Infectious mononucleosis as a risk factor for depression: A nationwide cohort study, 2021, Vindegaard et al

Dolphin

Senior Member (Voting Rights)
I wonder whether ME/CFS would be a better primary diagnosis for some of these people?

https://www.sciencedirect.com/science/article/abs/pii/S0889159121000398

Brain, Behavior, and Immunity
Volume 94, May 2021, Pages 259-265
Infectious mononucleosis as a risk factor for depression: A nationwide cohort study
Nina Vindegaard
Liselotte V. Petersen
Bodil Ingrid Lyng-Rasmussen

Søren Dalsgaard
Michael Eriksen Benros




https://doi.org/10.1016/j.bbi.2021.01.035Get rights and content

Abstract
Background
Infectious mononucleosis is a clinical diagnosis characterized by fever, sore throat, lymph node enlargement and often prolonged fatigue, most commonly caused by Epstein-Barr virus infection. Previous studies have indicated that infectious mononucleosis can be followed by depression; however, large-scale studies are lacking. We used nationwide registry data to investigate the association between infectious mononucleosis and subsequent depression in this first large-scale study.

Methods
Prospective cohort study using nationwide Danish registers covering all 1,440,590 singletons born (1977–2005) in Denmark by Danish born parents (21,830,542 person-years’ follow-up until 2016); where 12,510 individuals had a hospital contact with infectious mononucleosis. The main outcome measures were a diagnosis of major depressive disorder (ICD-8: 296.09, 298.09, 300.4; ICD-10: F32) requiring hospital contact.

Results
Infectious mononucleosis was associated with a 40% increased hazard ratio (HR) for a subsequent depression diagnosis in the fully adjusted model (HR: 1.40, 95% CI: 1.26–1.56;n = 358), when compared to unexposed individuals. The increased risk of being diagnosed with depression was significant to the periods one to four years after the infectious mononucleosis diagnosis (HR: 1.40, 95% CI: 1.17–1.67;n = 121) and ≥ five years (HR: 1.40, 95% CI: 1.22–1.61;n = 207). We did not find any differences according to age (p = 0.61) nor sex (p = 0.30).

Conclusion
In this largest study to date, infectious mononucleosis in childhood or adolescence was associated with an increased risk of a subsequent depression. Our findings have important clinical implications and identifies youth with infectious mononucleosis as a group at high risk of later depression in young adulthood.
 
I have always understood that depression could be triggered by any viral infection and this was in part a chemical balance issue, though I don’t know if this is based on any formal research.
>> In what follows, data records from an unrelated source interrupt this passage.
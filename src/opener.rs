use crate::config::Config;
use crate::features::FeatureSet;
use log::debug;
use std::cell::RefCell;
use std::rc::Rc;

/// Result of a window-open request.
///
/// `Unknown` covers the cases where the host gives no reliable signal:
/// `_self`/`_parent`/`_top` navigations, and `noopener`/`noreferrer` opens
/// where the window exists but the reference is withheld.
#[derive(Debug, Clone)]
pub enum OpenOutcome {
    Opened(WindowHandle),
    Blocked,
    Unknown,
}

impl OpenOutcome {
    pub fn is_blocked(&self) -> bool {
        matches!(self, OpenOutcome::Blocked)
    }
}

/// Host-side window-opening primitive, abstracted so scenarios can run
/// against any host.
pub trait WindowOpener {
    fn open(&mut self, url: &str, target: &str, features: &FeatureSet) -> OpenOutcome;
}

#[derive(Debug)]
struct WindowState {
    name: String,
    url: String,
    document: Option<String>,
    closed: bool,
}

/// Shared reference to a simulated window. Cloning the handle clones the
/// reference, matching how a host hands out window objects.
#[derive(Debug, Clone)]
pub struct WindowHandle {
    state: Rc<RefCell<WindowState>>,
}

impl WindowHandle {
    fn new(name: &str, url: &str) -> Self {
        Self {
            state: Rc::new(RefCell::new(WindowState {
                name: name.to_string(),
                url: url.to_string(),
                document: None,
                closed: false,
            })),
        }
    }

    pub fn name(&self) -> String {
        self.state.borrow().name.clone()
    }

    pub fn url(&self) -> String {
        self.state.borrow().url.clone()
    }

    pub fn closed(&self) -> bool {
        self.state.borrow().closed
    }

    pub fn close(&self) {
        self.state.borrow_mut().closed = true;
    }

    /// Replace the window's document, like `document.write` followed by
    /// `document.close()`. Writes to a closed window are dropped.
    pub fn write(&self, html: &str) {
        let mut state = self.state.borrow_mut();
        if !state.closed {
            state.document = Some(html.to_string());
        }
    }

    pub fn document(&self) -> Option<String> {
        self.state.borrow().document.clone()
    }

    fn navigate(&self, url: &str) {
        self.state.borrow_mut().url = url.to_string();
    }
}

/// Simulated host standing in for the browser: a window registry plus a
/// popup-blocker policy and screen geometry taken from configuration.
pub struct SimulatedOpener {
    popup_blocker: bool,
    current_url: String,
    windows: Vec<WindowHandle>,
    screen_width: u32,
    screen_height: u32,
    avail_width: u32,
    avail_height: u32,
}

impl SimulatedOpener {
    pub fn new(config: &Config) -> Self {
        Self {
            popup_blocker: config.popup_blocker,
            current_url: config.page_url.clone(),
            windows: Vec::new(),
            screen_width: config.screen_width,
            screen_height: config.screen_height,
            avail_width: config.avail_width,
            avail_height: config.avail_height,
        }
    }

    /// URL the probe's own page is currently on (`window.location.href`).
    pub fn current_url(&self) -> &str {
        &self.current_url
    }

    pub fn screen_size(&self) -> (u32, u32) {
        (self.screen_width, self.screen_height)
    }

    pub fn avail_size(&self) -> (u32, u32) {
        (self.avail_width, self.avail_height)
    }

    /// Windows created this session that are still open.
    pub fn open_windows(&self) -> Vec<WindowHandle> {
        self.windows.iter().filter(|w| !w.closed()).cloned().collect()
    }

    pub fn window_named(&self, name: &str) -> Option<WindowHandle> {
        self.windows
            .iter()
            .find(|w| !w.closed() && w.name() == name)
            .cloned()
    }

    fn create(&mut self, name: &str, url: &str) -> WindowHandle {
        let handle = WindowHandle::new(name, url);
        debug!("created window name={:?} url={}", name, url);
        self.windows.push(handle.clone());
        handle
    }
}

impl WindowOpener for SimulatedOpener {
    fn open(&mut self, url: &str, target: &str, features: &FeatureSet) -> OpenOutcome {
        match target {
            // Navigations of the current browsing context never hand back a
            // usable reference.
            "_self" | "_parent" | "_top" => {
                debug!("navigating current page to {url} (target {target})");
                self.current_url = url.to_string();
                OpenOutcome::Unknown
            }
            "_blank" => {
                if self.popup_blocker {
                    debug!("popup blocker suppressed open of {url}");
                    return OpenOutcome::Blocked;
                }
                let handle = self.create("", url);
                if features.enabled("noopener") || features.enabled("noreferrer") {
                    OpenOutcome::Unknown
                } else {
                    OpenOutcome::Opened(handle)
                }
            }
            name => {
                // Named target: navigate an existing open window of that
                // name, else create one. Reuse is a navigation, which popup
                // blockers leave alone.
                if let Some(existing) = self.window_named(name) {
                    existing.navigate(url);
                    return OpenOutcome::Opened(existing);
                }
                if self.popup_blocker {
                    debug!("popup blocker suppressed open of {url}");
                    return OpenOutcome::Blocked;
                }
                let handle = self.create(name, url);
                if features.enabled("noopener") || features.enabled("noreferrer") {
                    OpenOutcome::Unknown
                } else {
                    OpenOutcome::Opened(handle)
                }
            }
        }
    }
}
Many years ago a friend in his mid twenties with a successful business and an apparently happy marriage, shot himself some three or four weeks after a bout of influenza. (Sorry one of our regular n=1 reports).

Unfortunately, though this is prospective study with a large sample, without any control group we do not know if this apparent association between EBV and clinical depression is specific to mononucleosis/glandular fever or not, nor if it is a direct causal factor or not.

As @Dolphin points out what we are seeing here could at least be partially due to glandular fever triggered ME/CFS being misdiagnosed as depression or alternatively undiagnosed and/or unsupported ME/CFS being in turn a trigger for depression.

It would be interesting to know if there was any relationship between the severity of the glandular fever or the duration of the active EBV infection, given the apparent risk of depression is primarily in the first few years (less than five years) after the (onset?) of the glandular fever.
 
Unfortunately, this is a study of medicine's long-standing habit of misdiagnosing chronic illness, it says nothing about either mono, depression, or anything, really. It only shows that invalid input leads to invalid data, but hardly anyone understands this, making this study compound the very problem it unwittingly reveals.

Nearly all of us have a label of depression on our records, whether it's accurate or not, and I doubt even 5% of physicians would care to tell the difference, let alone manage to. In hindsight, mindlessly adding invalid labels only leads to... invalid labels. It's exactly as valid as finding mental illness labels in gay populations back when homosexuality was in the DSM and it was heavily discriminated against, a lesson that clearly no one has learned.